> [Dataset entries]
--- START ---

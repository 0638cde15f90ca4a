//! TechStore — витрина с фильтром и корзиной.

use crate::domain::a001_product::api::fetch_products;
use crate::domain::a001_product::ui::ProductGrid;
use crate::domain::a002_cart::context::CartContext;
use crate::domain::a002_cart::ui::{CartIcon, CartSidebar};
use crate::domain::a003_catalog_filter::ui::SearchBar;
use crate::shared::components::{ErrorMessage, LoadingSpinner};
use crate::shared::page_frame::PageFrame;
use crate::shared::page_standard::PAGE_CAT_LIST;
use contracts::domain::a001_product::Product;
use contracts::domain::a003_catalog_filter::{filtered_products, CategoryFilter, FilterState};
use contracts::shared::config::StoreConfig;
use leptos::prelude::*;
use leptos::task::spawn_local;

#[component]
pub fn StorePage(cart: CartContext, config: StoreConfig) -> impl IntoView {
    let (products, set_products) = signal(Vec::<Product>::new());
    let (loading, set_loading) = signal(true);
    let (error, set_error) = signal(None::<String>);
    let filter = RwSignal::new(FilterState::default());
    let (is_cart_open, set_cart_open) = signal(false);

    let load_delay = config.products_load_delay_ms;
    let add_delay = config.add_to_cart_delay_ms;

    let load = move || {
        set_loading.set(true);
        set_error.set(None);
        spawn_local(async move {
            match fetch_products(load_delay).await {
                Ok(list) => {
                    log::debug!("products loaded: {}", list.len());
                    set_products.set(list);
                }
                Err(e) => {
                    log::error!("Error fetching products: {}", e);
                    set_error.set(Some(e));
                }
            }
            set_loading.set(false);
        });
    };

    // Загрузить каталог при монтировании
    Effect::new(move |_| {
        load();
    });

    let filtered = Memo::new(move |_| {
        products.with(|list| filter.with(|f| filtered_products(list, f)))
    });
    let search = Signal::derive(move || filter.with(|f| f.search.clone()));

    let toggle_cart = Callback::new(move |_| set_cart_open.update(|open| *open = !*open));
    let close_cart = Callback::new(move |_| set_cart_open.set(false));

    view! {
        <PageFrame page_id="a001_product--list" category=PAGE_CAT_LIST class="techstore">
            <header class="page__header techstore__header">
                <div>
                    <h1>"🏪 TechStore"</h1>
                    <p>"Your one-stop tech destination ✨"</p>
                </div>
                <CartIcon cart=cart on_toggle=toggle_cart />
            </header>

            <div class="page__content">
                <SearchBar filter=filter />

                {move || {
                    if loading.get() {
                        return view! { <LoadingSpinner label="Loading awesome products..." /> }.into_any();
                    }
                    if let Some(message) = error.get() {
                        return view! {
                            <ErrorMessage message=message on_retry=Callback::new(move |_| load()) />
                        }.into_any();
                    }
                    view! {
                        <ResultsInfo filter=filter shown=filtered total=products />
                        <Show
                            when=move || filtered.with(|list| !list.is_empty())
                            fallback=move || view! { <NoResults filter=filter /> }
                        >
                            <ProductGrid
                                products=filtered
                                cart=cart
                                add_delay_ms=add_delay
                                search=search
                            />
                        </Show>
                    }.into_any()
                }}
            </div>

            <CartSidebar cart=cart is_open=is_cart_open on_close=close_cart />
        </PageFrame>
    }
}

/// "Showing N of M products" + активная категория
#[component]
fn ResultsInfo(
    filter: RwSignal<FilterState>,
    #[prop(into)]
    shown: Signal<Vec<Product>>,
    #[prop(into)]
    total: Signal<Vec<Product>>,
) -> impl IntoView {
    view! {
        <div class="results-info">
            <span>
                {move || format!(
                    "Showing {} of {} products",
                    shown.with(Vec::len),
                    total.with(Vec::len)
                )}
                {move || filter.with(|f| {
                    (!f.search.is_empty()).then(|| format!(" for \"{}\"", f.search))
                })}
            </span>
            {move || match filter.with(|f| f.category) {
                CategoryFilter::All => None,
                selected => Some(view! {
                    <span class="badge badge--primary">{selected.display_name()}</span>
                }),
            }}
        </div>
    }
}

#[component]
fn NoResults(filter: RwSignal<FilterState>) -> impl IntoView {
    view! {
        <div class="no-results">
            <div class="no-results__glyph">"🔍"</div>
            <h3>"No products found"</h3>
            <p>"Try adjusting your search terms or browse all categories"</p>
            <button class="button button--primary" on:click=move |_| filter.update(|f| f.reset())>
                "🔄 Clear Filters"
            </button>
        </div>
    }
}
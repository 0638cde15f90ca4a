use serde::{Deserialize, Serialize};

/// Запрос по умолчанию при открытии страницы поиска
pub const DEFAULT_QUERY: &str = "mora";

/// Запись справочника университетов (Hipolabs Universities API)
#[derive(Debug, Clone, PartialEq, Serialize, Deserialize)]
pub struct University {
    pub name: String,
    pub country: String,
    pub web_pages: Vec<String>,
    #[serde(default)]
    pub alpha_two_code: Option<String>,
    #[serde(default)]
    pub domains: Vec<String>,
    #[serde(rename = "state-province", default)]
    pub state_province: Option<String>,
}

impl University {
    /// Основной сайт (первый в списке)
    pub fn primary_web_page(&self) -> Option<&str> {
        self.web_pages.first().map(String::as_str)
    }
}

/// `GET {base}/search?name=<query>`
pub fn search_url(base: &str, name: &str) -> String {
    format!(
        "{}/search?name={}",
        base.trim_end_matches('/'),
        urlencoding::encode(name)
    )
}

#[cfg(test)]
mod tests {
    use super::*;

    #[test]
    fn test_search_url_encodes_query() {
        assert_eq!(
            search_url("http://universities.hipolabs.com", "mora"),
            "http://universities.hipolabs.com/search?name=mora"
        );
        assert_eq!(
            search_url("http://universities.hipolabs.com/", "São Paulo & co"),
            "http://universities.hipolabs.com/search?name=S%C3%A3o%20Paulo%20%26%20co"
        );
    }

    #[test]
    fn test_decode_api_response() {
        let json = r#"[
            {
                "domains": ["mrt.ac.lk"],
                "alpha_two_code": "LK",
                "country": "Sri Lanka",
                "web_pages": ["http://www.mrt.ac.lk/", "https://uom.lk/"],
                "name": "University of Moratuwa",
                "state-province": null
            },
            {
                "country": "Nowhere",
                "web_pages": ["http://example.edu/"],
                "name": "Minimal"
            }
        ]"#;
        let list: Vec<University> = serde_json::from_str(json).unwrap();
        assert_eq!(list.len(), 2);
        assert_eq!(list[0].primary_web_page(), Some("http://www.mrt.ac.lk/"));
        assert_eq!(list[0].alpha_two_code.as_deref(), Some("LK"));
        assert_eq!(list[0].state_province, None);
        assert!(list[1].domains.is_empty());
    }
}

--- END ---

> [PROBLEM STATEMENT]
A full, exact copy of the entries is the required answer.

> [ANSWER BOX]
repository 0638cde15f90ca4a
//! TechStore — витрина с фильтром и корзиной.

use crate::domain::a001_product::api::fetch_products;
use crate::domain::a001_product::ui::ProductGrid;
use crate::domain::a002_cart::context::CartContext;
use crate::domain::a002_cart::ui::{CartIcon, CartSidebar};
use crate::domain::a003_catalog_filter::ui::SearchBar;
use crate::shared::components::{ErrorMessage, LoadingSpinner};
use crate::shared::page_frame::PageFrame;
use crate::shared::page_standard::PAGE_CAT_LIST;
use contracts::domain::a001_product::Product;
use contracts::domain::a003_catalog_filter::{filtered_products, CategoryFilter, FilterState};
use contracts::shared::config::StoreConfig;
use leptos::prelude::*;
use leptos::task::spawn_local;

#[component]
pub fn StorePage(cart: CartContext, config: StoreConfig) -> impl IntoView {
    let (products, set_products) = signal(Vec::<Product>::new());
    let (loading, set_loading) = signal(true);
    let (error, set_error) = signal(None::<String>);
    let filter = RwSignal::new(FilterState::default());
    let (is_cart_open, set_cart_open) = signal(false);

    let load_delay = config.products_load_delay_ms;
    let add_delay = config.add_to_cart_delay_ms;

    let load = move || {
        set_loading.set(true);
        set_error.set(None);
        spawn_local(async move {
            match fetch_products(load_delay).await {
                Ok(list) => {
                    log::debug!("products loaded: {}", list.len());
                    set_products.set(list);
                }
                Err(e) => {
                    log::error!("Error fetching products: {}", e);
                    set_error.set(Some(e));
                }
            }
            set_loading.set(false);
        });
    };

    // Загрузить каталог при монтировании
    Effect::new(move |_| {
        load();
    });

    let filtered = Memo::new(move |_| {
        products.with(|list| filter.with(|f| filtered_products(list, f)))
    });
    let search = Signal::derive(move || filter.with(|f| f.search.clone()));

    let toggle_cart = Callback::new(move |_| set_cart_open.update(|open| *open = !*open));
    let close_cart = Callback::new(move |_| set_cart_open.set(false));

    view! {
        <PageFrame page_id="a001_product--list" category=PAGE_CAT_LIST class="techstore">
            <header class="page__header techstore__header">
                <div>
                    <h1>"🏪 TechStore"</h1>
                    <p>"Your one-stop tech destination ✨"</p>
                </div>
                <CartIcon cart=cart on_toggle=toggle_cart />
            </header>

            <div class="page__content">
                <SearchBar filter=filter />

                {move || {
                    if loading.get() {
                        return view! { <LoadingSpinner label="Loading awesome products..." /> }.into_any();
                    }
                    if let Some(message) = error.get() {
                        return view! {
                            <ErrorMessage message=message on_retry=Callback::new(move |_| load()) />
                        }.into_any();
                    }
                    view! {
                        <ResultsInfo filter=filter shown=filtered total=products />
                        <Show
                            when=move || filtered.with(|list| !list.is_empty())
                            fallback=move || view! { <NoResults filter=filter /> }
                        >
                            <ProductGrid
                                products=filtered
                                cart=cart
                                add_delay_ms=add_delay
                                search=search
                            />
                        </Show>
                    }.into_any()
                }}
            </div>

            <CartSidebar cart=cart is_open=is_cart_open on_close=close_cart />
        </PageFrame>
    }
}

/// "Showing N of M products" + активная категория
#[component]
fn ResultsInfo(
    filter: RwSignal<FilterState>,
    #[prop(into)]
    shown: Signal<Vec<Product>>,
    #[prop(into)]
    total: Signal<Vec<Product>>,
) -> impl IntoView {
    view! {
        <div class="results-info">
            <span>
                {move || format!(
                    "Showing {} of {} products",
                    shown.with(Vec::len),
                    total.with(Vec::len)
                )}
                {move || filter.with(|f| {
                    (!f.search.is_empty()).then(|| format!(" for \"{}\"", f.search))
                })}
            </span>
            {move || match filter.with(|f| f.category) {
                CategoryFilter::All => None,
                selected => Some(view! {
                    <span class="badge badge--primary">{selected.display_name()}</span>
                }),
            }}
        </div>
    }
}

#[component]
fn NoResults(filter: RwSignal<FilterState>) -> impl IntoView {
    view! {
        <div class="no-results">
            <div class="no-results__glyph">"🔍"</div>
            <h3>"No products found"</h3>
            <p>"Try adjusting your search terms or browse all categories"</p>
            <button class="button button--primary" on:click=move |_| filter.update(|f| f.reset())>
                "🔄 Clear Filters"
            </button>
        </div>
    }
}
repository 0638cde15f90ca4a
use serde::{Deserialize, Serialize};

/// Запрос по умолчанию при открытии страницы поиска
pub const DEFAULT_QUERY: &str = "mora";

/// Запись справочника университетов (Hipolabs Universities API)
#[derive(Debug, Clone, PartialEq, Serialize, Deserialize)]
pub struct University {
    pub name: String,
    pub country: String,
    pub web_pages: Vec<String>,
    #[serde(default)]
    pub alpha_two_code: Option<String>,
    #[serde(default)]
    pub domains: Vec<String>,
    #[serde(rename = "state-province", default)]
    pub state_province: Option<String>,
}

impl University {
    /// Основной сайт (первый в списке)
    pub fn primary_web_page(&self) -> Option<&str> {
        self.web_pages.first().map(String::as_str)
    }
}

/// `GET {base}/search?name=<query>`
pub fn search_url(base: &str, name: &str) -> String {
    format!(
        "{}/search?name={}",
        base.trim_end_matches('/'),
        urlencoding::encode(name)
    )
}

#[cfg(test)]
mod tests {
    use super::*;

    #[test]
    fn test_search_url_encodes_query() {
        assert_eq!(
            search_url("http://universities.hipolabs.com", "mora"),
            "http://universities.hipolabs.com/search?name=mora"
        );
        assert_eq!(
            search_url("http://universities.hipolabs.com/", "São Paulo & co"),
            "http://universities.hipolabs.com/search?name=S%C3%A3o%20Paulo%20%26%20co"
        );
    }

    #[test]
    fn test_decode_api_response() {
        let json = r#"[
            {
                "domains": ["mrt.ac.lk"],
                "alpha_two_code": "LK",
                "country": "Sri Lanka",
                "web_pages": ["http://www.mrt.ac.lk/", "https://uom.lk/"],
                "name": "University of Moratuwa",
                "state-province": null
            },
            {
                "country": "Nowhere",
                "web_pages": ["http://example.edu/"],
                "name": "Minimal"
            }
        ]"#;
        let list: Vec<University> = serde_json::from_str(json).unwrap();
        assert_eq!(list.len(), 2);
        assert_eq!(list[0].primary_web_page(), Some("http://www.mrt.ac.lk/"));
        assert_eq!(list[0].alpha_two_code.as_deref(), Some("LK"));
        assert_eq!(list[0].state_province, None);
        assert!(list[1].domains.is_empty());
    }
}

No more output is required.